Stored items

>>>

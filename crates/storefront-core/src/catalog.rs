//! Catalog records served by the storefront backend
//!
//! These mirror the JSON the REST API returns. Every optional field defaults
//! so a sparse admin entry still deserializes.

use chrono::{DateTime, Utc};
use serde::{Deserialize, Serialize};

use crate::item::{DisplayItem, ItemId};

fn default_true() -> bool {
    true
}

/// Home page banner slide
#[derive(Debug, Clone, PartialEq, Serialize, Deserialize)]
pub struct Banner {
    pub id: ItemId,
    pub title: String,
    #[serde(default)]
    pub subtitle: Option<String>,
    #[serde(default)]
    pub image_url: Option<String>,
    /// Where the banner leads when selected (category or product path)
    #[serde(default)]
    pub link: Option<String>,
    #[serde(default = "default_true")]
    pub is_active: bool,
    /// Admin-assigned slot, lower first
    #[serde(default)]
    pub position: i64,
}

impl DisplayItem for Banner {
    fn id(&self) -> ItemId {
        self.id
    }

    fn is_eligible(&self, _now: DateTime<Utc>) -> bool {
        self.is_active
    }

    fn order_key(&self) -> i64 {
        self.position
    }
}

/// Discount promotion with a validity window
#[derive(Debug, Clone, PartialEq, Serialize, Deserialize)]
pub struct Offer {
    pub id: ItemId,
    pub title: String,
    #[serde(default)]
    pub description: Option<String>,
    #[serde(default)]
    pub product_name: Option<String>,
    #[serde(default)]
    pub discount_percent: u8,
    #[serde(default)]
    pub code: Option<String>,
    /// Start of validity; `None` means already open
    #[serde(default)]
    pub starts_at: Option<DateTime<Utc>>,
    /// End of validity (exclusive); `None` means open-ended
    #[serde(default)]
    pub ends_at: Option<DateTime<Utc>>,
    #[serde(default = "default_true")]
    pub is_active: bool,
}

impl Offer {
    /// Whether `now` falls inside `[starts_at, ends_at)`
    pub fn is_running_at(&self, now: DateTime<Utc>) -> bool {
        let started = self.starts_at.is_none_or(|start| start <= now);
        let not_ended = self.ends_at.is_none_or(|end| now < end);
        started && not_ended
    }
}

impl DisplayItem for Offer {
    fn id(&self) -> ItemId {
        self.id
    }

    fn is_eligible(&self, now: DateTime<Utc>) -> bool {
        self.is_active && self.is_running_at(now)
    }
}

/// Customer review
#[derive(Debug, Clone, PartialEq, Serialize, Deserialize)]
pub struct Review {
    pub id: ItemId,
    pub customer_name: String,
    /// Star rating, 1 to 5
    pub rating: u8,
    #[serde(default)]
    pub comment: String,
    #[serde(default)]
    pub product_name: Option<String>,
    #[serde(default = "default_true")]
    pub is_published: bool,
    #[serde(default)]
    pub created_at: Option<DateTime<Utc>>,
}

impl Review {
    pub const MAX_RATING: u8 = 5;

    /// Filled/empty star bar, e.g. `★★★★☆`
    pub fn stars(&self) -> String {
        let filled = self.rating.min(Self::MAX_RATING) as usize;
        let empty = Self::MAX_RATING as usize - filled;
        format!("{}{}", "★".repeat(filled), "☆".repeat(empty))
    }
}

impl DisplayItem for Review {
    fn id(&self) -> ItemId {
        self.id
    }

    fn is_eligible(&self, _now: DateTime<Utc>) -> bool {
        self.is_published && (1..=Self::MAX_RATING).contains(&self.rating)
    }
}

/// Store logo managed from the admin dashboard
#[derive(Debug, Clone, PartialEq, Serialize, Deserialize)]
pub struct Logo {
    pub id: ItemId,
    pub name: String,
    #[serde(default)]
    pub image_url: Option<String>,
    #[serde(default)]
    pub is_active: bool,
}

impl DisplayItem for Logo {
    fn id(&self) -> ItemId {
        self.id
    }

    fn is_eligible(&self, _now: DateTime<Utc>) -> bool {
        self.is_active
    }
}
//! Logging configuration using tracing

use std::path::PathBuf;
use tracing_appender::rolling::{RollingFileAppender, Rotation};
use tracing_subscriber::{fmt, prelude::*, EnvFilter};

use crate::error::Result;

const LOG_FILE_NAME: &str = "storefront.log";

/// Initialize the logging subsystem
///
/// Logs are written to `~/.local/share/storefront/logs/` because the TUI
/// owns stdout. Log level is controlled by the `STOREFRONT_LOG` environment
/// variable.
///
/// # Examples
/// ```bash
/// STOREFRONT_LOG=debug cargo run
/// STOREFRONT_LOG=storefront_app=trace cargo run
/// ```
pub fn init() -> Result<()> {
    let log_dir = get_log_directory()?;
    std::fs::create_dir_all(&log_dir)?;

    let file_appender = RollingFileAppender::new(Rotation::DAILY, &log_dir, LOG_FILE_NAME);

    // Default to info for our crates, allow override via STOREFRONT_LOG
    let env_filter = EnvFilter::try_from_env("STOREFRONT_LOG")
        .unwrap_or_else(|_| {
            EnvFilter::new(
                "storefront=info,storefront_app=info,storefront_catalog=info,storefront_tui=info,warn",
            )
        });

    tracing_subscriber::registry()
        .with(env_filter)
        .with(
            fmt::layer()
                .with_writer(file_appender)
                .with_ansi(false)
                .with_target(true)
                .with_thread_ids(false)
                .with_file(true)
                .with_line_number(true)
                .with_timer(fmt::time::ChronoLocal::new(
                    "%Y-%m-%d %H:%M:%S%.3f".to_string(),
                )),
        )
        .init();

    tracing::info!("═══════════════════════════════════════════════════════");
    tracing::info!("Storefront starting");
    tracing::info!("Log directory: {}", log_dir.display());
    tracing::info!("═══════════════════════════════════════════════════════");

    Ok(())
}

/// Get the log directory path
fn get_log_directory() -> Result<PathBuf> {
    let base = dirs::data_local_dir().unwrap_or_else(|| PathBuf::from("."));
    Ok(base.join("storefront").join("logs"))
}

/// Get the log file path for the current day
pub fn get_current_log_file() -> Result<PathBuf> {
    let dir = get_log_directory()?;
    Ok(dir.join(LOG_FILE_NAME))
}

#[cfg(test)]
mod tests {
    use super::*;

    #[test]
    fn test_log_file_lives_under_storefront_dir() {
        let path = get_current_log_file().unwrap();
        assert!(path.ends_with("storefront/logs/storefront.log"));
    }
}
//! Centralized theme for the storefront TUI.
//!
//! - `palette` — Raw color constants
//! - `styles` — Semantic style builder functions

pub mod palette;
pub mod styles;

<<<

What you should do: Every record should be retyped so that it matches the original exactly.

Exercise output:
filename crates/storefront-core/src/catalog.rs
//! Catalog records served by the storefront backend
//!
//! These mirror the JSON the REST API returns. Every optional field defaults
//! so a sparse admin entry still deserializes.

use chrono::{DateTime, Utc};
use serde::{Deserialize, Serialize};

use crate::item::{DisplayItem, ItemId};

fn default_true() -> bool {
    true
}

/// Home page banner slide
#[derive(Debug, Clone, PartialEq, Serialize, Deserialize)]
pub struct Banner {
    pub id: ItemId,
    pub title: String,
    #[serde(default)]
    pub subtitle: Option<String>,
    #[serde(default)]
    pub image_url: Option<String>,
    /// Where the banner leads when selected (category or product path)
    #[serde(default)]
    pub link: Option<String>,
    #[serde(default = "default_true")]
    pub is_active: bool,
    /// Admin-assigned slot, lower first
    #[serde(default)]
    pub position: i64,
}

impl DisplayItem for Banner {
    fn id(&self) -> ItemId {
        self.id
    }

    fn is_eligible(&self, _now: DateTime<Utc>) -> bool {
        self.is_active
    }

    fn order_key(&self) -> i64 {
        self.position
    }
}

/// Discount promotion with a validity window
#[derive(Debug, Clone, PartialEq, Serialize, Deserialize)]
pub struct Offer {
    pub id: ItemId,
    pub title: String,
    #[serde(default)]
    pub description: Option<String>,
    #[serde(default)]
    pub product_name: Option<String>,
    #[serde(default)]
    pub discount_percent: u8,
    #[serde(default)]
    pub code: Option<String>,
    /// Start of validity; `None` means already open
    #[serde(default)]
    pub starts_at: Option<DateTime<Utc>>,
    /// End of validity (exclusive); `None` means open-ended
    #[serde(default)]
    pub ends_at: Option<DateTime<Utc>>,
    #[serde(default = "default_true")]
    pub is_active: bool,
}

impl Offer {
    /// Whether `now` falls inside `[starts_at, ends_at)`
    pub fn is_running_at(&self, now: DateTime<Utc>) -> bool {
        let started = self.starts_at.is_none_or(|start| start <= now);
        let not_ended = self.ends_at.is_none_or(|end| now < end);
        started && not_ended
    }
}

impl DisplayItem for Offer {
    fn id(&self) -> ItemId {
        self.id
    }

    fn is_eligible(&self, now: DateTime<Utc>) -> bool {
        self.is_active && self.is_running_at(now)
    }
}

/// Customer review
#[derive(Debug, Clone, PartialEq, Serialize, Deserialize)]
pub struct Review {
    pub id: ItemId,
    pub customer_name: String,
    /// Star rating, 1 to 5
    pub rating: u8,
    #[serde(default)]
    pub comment: String,
    #[serde(default)]
    pub product_name: Option<String>,
    #[serde(default = "default_true")]
    pub is_published: bool,
    #[serde(default)]
    pub created_at: Option<DateTime<Utc>>,
}

impl Review {
    pub const MAX_RATING: u8 = 5;

    /// Filled/empty star bar, e.g. `★★★★☆`
    pub fn stars(&self) -> String {
        let filled = self.rating.min(Self::MAX_RATING) as usize;
        let empty = Self::MAX_RATING as usize - filled;
        format!("{}{}", "★".repeat(filled), "☆".repeat(empty))
    }
}

impl DisplayItem for Review {
    fn id(&self) -> ItemId {
        self.id
    }

    fn is_eligible(&self, _now: DateTime<Utc>) -> bool {
        self.is_published && (1..=Self::MAX_RATING).contains(&self.rating)
    }
}

/// Store logo managed from the admin dashboard
#[derive(Debug, Clone, PartialEq, Serialize, Deserialize)]
pub struct Logo {
    pub id: ItemId,
    pub name: String,
    #[serde(default)]
    pub image_url: Option<String>,
    #[serde(default)]
    pub is_active: bool,
}

impl DisplayItem for Logo {
    fn id(&self) -> ItemId {
        self.id
    }

    fn is_eligible(&self, _now: DateTime<Utc>) -> bool {
        self.is_active
    }
}
//! Logging configuration using tracing

use std::path::PathBuf;
use tracing_appender::rolling::{RollingFileAppender, Rotation};
use tracing_subscriber::{fmt, prelude::*, EnvFilter};

use crate::error::Result;

const LOG_FILE_NAME: &str = "storefront.log";

/// Initialize the logging subsystem
///
/// Logs are written to `~/.local/share/storefront/logs/` because the TUI
/// owns stdout. Log level is controlled by the `STOREFRONT_LOG` environment
/// variable.
///
/// # Examples
/// ```bash
/// STOREFRONT_LOG=debug cargo run
/// STOREFRONT_LOG=storefront_app=trace cargo run
/// ```
pub fn init() -> Result<()> {
    let log_dir = get_log_directory()?;
    std::fs::create_dir_all(&log_dir)?;

    let file_appender = RollingFileAppender::new(Rotation::DAILY, &log_dir, LOG_FILE_NAME);

    // Default to info for our crates, allow override via STOREFRONT_LOG
    let env_filter = EnvFilter::try_from_env("STOREFRONT_LOG")
        .unwrap_or_else(|_| {
            EnvFilter::new(
                "storefront=info,storefront_app=info,storefront_catalog=info,storefront_tui=info,warn",
            )
        });

    tracing_subscriber::registry()
        .with(env_filter)
        .with(
            fmt::layer()
                .with_writer(file_appender)
                .with_ansi(false)
                .with_target(true)
                .with_thread_ids(false)
                .with_file(true)
                .with_line_number(true)
                .with_timer(fmt::time::ChronoLocal::new(
                    "%Y-%m-%d %H:%M:%S%.3f".to_string(),
                )),
        )
        .init();

    tracing::info!("═══════════════════════════════════════════════════════");
    tracing::info!("Storefront starting");
    tracing::info!("Log directory: {}", log_dir.display());
    tracing::info!("═══════════════════════════════════════════════════════");

    Ok(())
}

/// Get the log directory path
fn get_log_directory() -> Result<PathBuf> {
    let base = dirs::data_local_dir().unwrap_or_else(|| PathBuf::from("."));
    Ok(base.join("storefront").join("logs"))
}

/// Get the log file path for the current day
pub fn get_current_log_file() -> Result<PathBuf> {
    let dir = get_log_directory()?;
    Ok(dir.join(LOG_FILE_NAME))
}

#[cfg(test)]
mod tests {
    use super::*;

    #[test]
    fn test_log_file_lives_under_storefront_dir() {
        let path = get_current_log_file().unwrap();
        assert!(path.ends_with("storefront/logs/storefront.log"));
    }
}
//! Centralized theme for the storefront TUI.
//!
//! - `palette` — Raw color constants
//! - `styles` — Semantic style builder functions

pub mod palette;
pub mod styles;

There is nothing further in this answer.